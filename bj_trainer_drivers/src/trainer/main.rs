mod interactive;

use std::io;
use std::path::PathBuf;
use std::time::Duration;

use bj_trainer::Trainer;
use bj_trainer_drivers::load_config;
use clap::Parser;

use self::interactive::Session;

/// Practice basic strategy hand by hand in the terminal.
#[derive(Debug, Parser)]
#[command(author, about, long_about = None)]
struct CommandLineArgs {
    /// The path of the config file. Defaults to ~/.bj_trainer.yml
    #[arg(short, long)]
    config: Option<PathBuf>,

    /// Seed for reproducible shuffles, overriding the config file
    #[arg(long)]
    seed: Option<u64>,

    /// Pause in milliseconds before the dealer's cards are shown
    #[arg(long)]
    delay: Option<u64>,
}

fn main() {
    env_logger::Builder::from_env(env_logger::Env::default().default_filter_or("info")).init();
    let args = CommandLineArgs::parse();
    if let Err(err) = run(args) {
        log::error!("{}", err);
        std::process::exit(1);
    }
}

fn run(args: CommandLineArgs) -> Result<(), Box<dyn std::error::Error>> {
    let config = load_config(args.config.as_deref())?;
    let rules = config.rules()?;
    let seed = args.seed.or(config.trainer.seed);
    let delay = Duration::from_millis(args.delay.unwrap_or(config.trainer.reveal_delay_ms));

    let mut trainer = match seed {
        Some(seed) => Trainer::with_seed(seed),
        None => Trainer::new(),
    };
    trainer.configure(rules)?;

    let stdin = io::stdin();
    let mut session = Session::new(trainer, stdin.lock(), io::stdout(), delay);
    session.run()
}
______________________________
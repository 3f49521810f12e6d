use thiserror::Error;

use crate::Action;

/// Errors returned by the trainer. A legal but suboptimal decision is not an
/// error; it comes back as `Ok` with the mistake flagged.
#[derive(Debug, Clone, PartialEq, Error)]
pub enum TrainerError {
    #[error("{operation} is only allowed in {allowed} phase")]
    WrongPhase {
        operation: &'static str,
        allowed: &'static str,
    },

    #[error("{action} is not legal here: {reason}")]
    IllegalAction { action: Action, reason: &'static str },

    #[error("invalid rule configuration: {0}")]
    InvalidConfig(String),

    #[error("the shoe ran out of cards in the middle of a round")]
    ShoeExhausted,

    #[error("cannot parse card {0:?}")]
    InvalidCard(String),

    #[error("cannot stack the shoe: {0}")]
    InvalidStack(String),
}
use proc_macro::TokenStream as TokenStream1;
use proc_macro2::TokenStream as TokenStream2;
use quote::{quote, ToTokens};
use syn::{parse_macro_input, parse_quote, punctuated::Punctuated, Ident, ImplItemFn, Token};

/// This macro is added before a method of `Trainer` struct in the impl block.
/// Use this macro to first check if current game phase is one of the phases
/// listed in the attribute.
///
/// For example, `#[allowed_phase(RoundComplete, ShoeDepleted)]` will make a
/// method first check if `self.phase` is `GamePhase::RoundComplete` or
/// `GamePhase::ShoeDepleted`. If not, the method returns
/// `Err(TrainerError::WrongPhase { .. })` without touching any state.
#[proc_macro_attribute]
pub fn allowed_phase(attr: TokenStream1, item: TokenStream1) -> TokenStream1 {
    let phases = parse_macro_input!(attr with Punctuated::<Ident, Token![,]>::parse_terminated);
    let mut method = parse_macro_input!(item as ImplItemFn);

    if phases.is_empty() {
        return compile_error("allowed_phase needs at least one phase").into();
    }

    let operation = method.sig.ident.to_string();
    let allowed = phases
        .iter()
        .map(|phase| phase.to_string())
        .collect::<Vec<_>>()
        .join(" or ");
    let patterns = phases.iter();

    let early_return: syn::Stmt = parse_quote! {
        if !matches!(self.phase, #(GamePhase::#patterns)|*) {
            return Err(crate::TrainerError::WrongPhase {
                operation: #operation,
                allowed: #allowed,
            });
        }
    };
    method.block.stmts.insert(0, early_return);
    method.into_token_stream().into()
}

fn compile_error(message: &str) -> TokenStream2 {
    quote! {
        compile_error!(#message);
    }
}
______________________________
__Aim of the task__: Taking the entries above, restate exactly those lines that fall between the line with "fn run(args: CommandLineArgs)" and the line with "let mut trainer", keeping both of those lines too.

__Solution to this task__:
fn run(args: CommandLineArgs) -> Result<(), Box<dyn std::error::Error>> {
    let config = load_config(args.config.as_deref())?;
    let rules = config.rules()?;
    let seed = args.seed.or(config.trainer.seed);
    let delay = Duration::from_millis(args.delay.unwrap_or(config.trainer.reveal_delay_ms));

    let mut trainer = match seed {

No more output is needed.